4 de fevereiro de 2017

EDUCAR É TRANSFORMAR O EDUCANDO

Ensinar com alegria é amar o que faz. Mais do que ensinar é transformar uma criança em um “ser humano” feliz. Fala-se muito sobre o sofrimento do professor, como gosto de contrariar todos os argumentos que difundem as verdades pré-estabelecidas, aqui não será diferente. Ando sempre na direção oposta, e acredito que a verdade se encontra no avesso das coisas, quero falar sobre o contrário. A alegria de ser professor, pois o sofrimento desse profissional é semelhante às dores do parto. A mãe o aceita e logo dele se esquece, pela alegria de dar à luz a um filho. No livro: “O Jogo das Contas de Vidro”, do escritor alemão, Prêmio Nobel de Literatura em 1946, Hermann Hesse (1877-1962), no final, ao seu estilo de concluiu, fazendo um resumo da estória, está este poeminha do escritor e poeta alemão Friedrich Rückert (1788-1866):

Nossos dias são preciosos, mas com alegria os vemos passando se no seu lugar encontramos uma coisa mais preciosa crescendo; uma planta rara e exótica, satisfação de um coração jardineiro, uma criança que estamos ensinando, um livrinho que estamos escrevendo.” Este poema fala de uma estranha alegria que se tem diante da coisa triste que é ver os preciosos dias passando. O poema nos mostra que a alegria está no jardim que se planta, na criança que se ensina e a transforma, no livro que se escreve. Senti que poderia ter escrito este poeminha, pois gosto de plantar árvores, sou professor de filosofia e escrevo livros. Imagino que o poeta jamais pensaria em se aposentar. Como diz o nosso mestre, filósofo e educador Rubem Alves (1933-2014): “quem deseja se aposentar daquilo que lhe traz alegria?”

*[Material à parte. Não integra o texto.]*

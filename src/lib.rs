//! mathview - live formula preview for the web
//!
//! Drives an external formula engine from the browser via WebAssembly:
//! - Re-renders on every keystroke, falling back to the last formula that
//!   rendered so the canvas is never blank or broken
//! - Keeps the canvas sized to its container (4:3, capped at 90% of the
//!   viewport height)
//! - Exports SVG text or PNG rasterized on an offscreen canvas
//! - Keeps a settings form and the engine's settings in sync
//!
//! # Usage (JavaScript)
//!
//! ```javascript
//! import init, { MathPreview } from 'mathview';
//! await init();
//! const preview = await MathPreview.start({ file_stem: "formula" });
//! ```
//!
//! The controller logic is platform independent and generic over the
//! engine and DOM seams (`RenderEngine`, `CanvasHost`, `ErrorIndicator`,
//! `SettingsForm`, `OffscreenSurface`, `Downloader`), so it can be driven
//! natively in tests.

pub mod config;
pub mod controller;
pub mod engine;
pub mod error;
pub mod export;
pub mod host;
pub mod layout;
pub mod render;
pub mod settings;

#[cfg(target_arch = "wasm32")]
pub mod preview;

use wasm_bindgen::prelude::*;

pub use config::PreviewConfig;
pub use controller::Controller;
pub use engine::{EngineSettings, RenderEngine};
pub use error::{PreviewError, Result};

#[cfg(target_arch = "wasm32")]
pub use preview::MathPreview;

/// Get the library version
#[must_use]
#[wasm_bindgen]
pub fn version() -> String {
    env!("CARGO_PKG_VERSION").to_string()
}
//! The live-preview controller.
//!
//! One `Controller` exists per page. It owns the engine handle, the canvas,
//! the error display and the render/size state, and exposes one method per
//! triggering event. It is platform independent: the browser wiring lives in
//! `crate::preview`.

use crate::engine::{EngineSettings, RenderEngine};
use crate::error::PreviewError;
use crate::export::{self, ExportJob, OffscreenSurface};
use crate::layout::{CanvasHost, CanvasManager, SurfaceGeometry, SurfaceSize};
use crate::render::{report, ErrorIndicator, RenderOutcome, RenderState, ResilientRenderer};
use crate::settings::{self, SettingsForm};

/// Page-wide preview state.
pub struct Controller<E, H, I> {
    engine: E,
    canvas: H,
    errors: I,
    renderer: ResilientRenderer,
    manager: CanvasManager,
    file_stem: String,
}

impl<E, H, I> Controller<E, H, I>
where
    E: RenderEngine,
    H: CanvasHost<Target = E::Target>,
    I: ErrorIndicator,
{
    pub fn new(engine: E, canvas: H, errors: I, geometry: SurfaceGeometry, file_stem: &str) -> Self {
        Self {
            engine,
            canvas,
            errors,
            renderer: ResilientRenderer::new(),
            manager: CanvasManager::new(geometry),
            file_stem: file_stem.to_string(),
        }
    }

    /// Size the canvas and draw the initial formula.
    pub fn start(&mut self, formula: &str) -> RenderOutcome {
        self.resize(formula).1
    }

    /// Re-render after an input change.
    pub fn render(&mut self, formula: &str) -> RenderOutcome {
        self.renderer.render(
            &self.engine,
            formula,
            self.canvas.target(),
            &mut self.errors,
        )
    }

    /// Resize the canvas to its container, then re-render `formula`.
    ///
    /// The current formula is attempted again even when the renderer is
    /// degraded.
    pub fn resize(&mut self, formula: &str) -> (SurfaceSize, RenderOutcome) {
        let size = self.manager.resize(&mut self.canvas);
        (size, self.render(formula))
    }

    /// Start exporting `formula` as `format`.
    ///
    /// Failures are shown on the error display and yield `None`.
    pub fn export<O, F>(&mut self, formula: &str, format: &str, new_surface: F) -> Option<ExportJob<O>>
    where
        O: OffscreenSurface<Draw = E::OffscreenTarget>,
        F: FnOnce() -> crate::error::Result<O>,
    {
        match export::export(&self.engine, formula, format, &self.file_stem, new_surface) {
            Ok(job) => Some(job),
            Err(error) => {
                self.report(&error);
                None
            }
        }
    }

    /// Show `error` on the page.
    pub fn report(&mut self, error: &PreviewError) {
        report(&mut self.errors, error);
    }

    /// Show a progress message in the error area.
    pub fn status(&mut self, message: &str) {
        self.errors.show(message);
    }

    /// Push the form into the engine and read the engine's view back.
    pub fn sync_settings<F: SettingsForm + ?Sized>(&mut self, form: &mut F) -> EngineSettings {
        settings::push_settings(form, &mut self.engine);
        settings::pull_settings(form, &self.engine)
    }

    /// Fill the form from the engine without writing anything.
    pub fn pull_settings<F: SettingsForm + ?Sized>(&self, form: &mut F) -> EngineSettings {
        settings::pull_settings(form, &self.engine)
    }

    pub fn engine(&self) -> &E {
        &self.engine
    }

    pub fn canvas(&self) -> &H {
        &self.canvas
    }

    pub fn errors(&self) -> &I {
        &self.errors
    }

    pub fn errors_mut(&mut self) -> &mut I {
        &mut self.errors
    }

    pub fn last_good(&self) -> &str {
        self.renderer.last_good()
    }

    pub fn render_state(&self) -> RenderState {
        self.renderer.state()
    }

    pub fn canvas_size(&self) -> Option<SurfaceSize> {
        self.manager.size()
    }

    pub fn file_stem(&self) -> &str {
        &self.file_stem
    }
}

Da alegria não se aposenta. Algumas páginas antes o herói da estória havia declarado que, ao final de sua longa caminhada pelas coisas mais altas do espírito, dentre as quais se destacava a familiaridade com a sublime beleza da música e da literatura, descobria que ensinar era algo que lhe dava prazer igual, e que o prazer era tanto maior quanto mais jovem e mais livre das deformações da deseducação fossem os estudantes. Ao ler o texto de Hesse tive a impressão de que ele estava simplesmente repetindo um pensamento que se encontra em Friedrich Nietzsche (1844-1900), onde ele diz que a felicidade mais alta é a felicidade da razão, que encontra sua expressão suprema na obra do artista. Pois que coisa mais deliciosa haverá que tornar sensível a beleza? Mas esta felicidade suprema, ele acrescenta, é ultrapassada na felicidade de gerar um filho ou de educar uma criança.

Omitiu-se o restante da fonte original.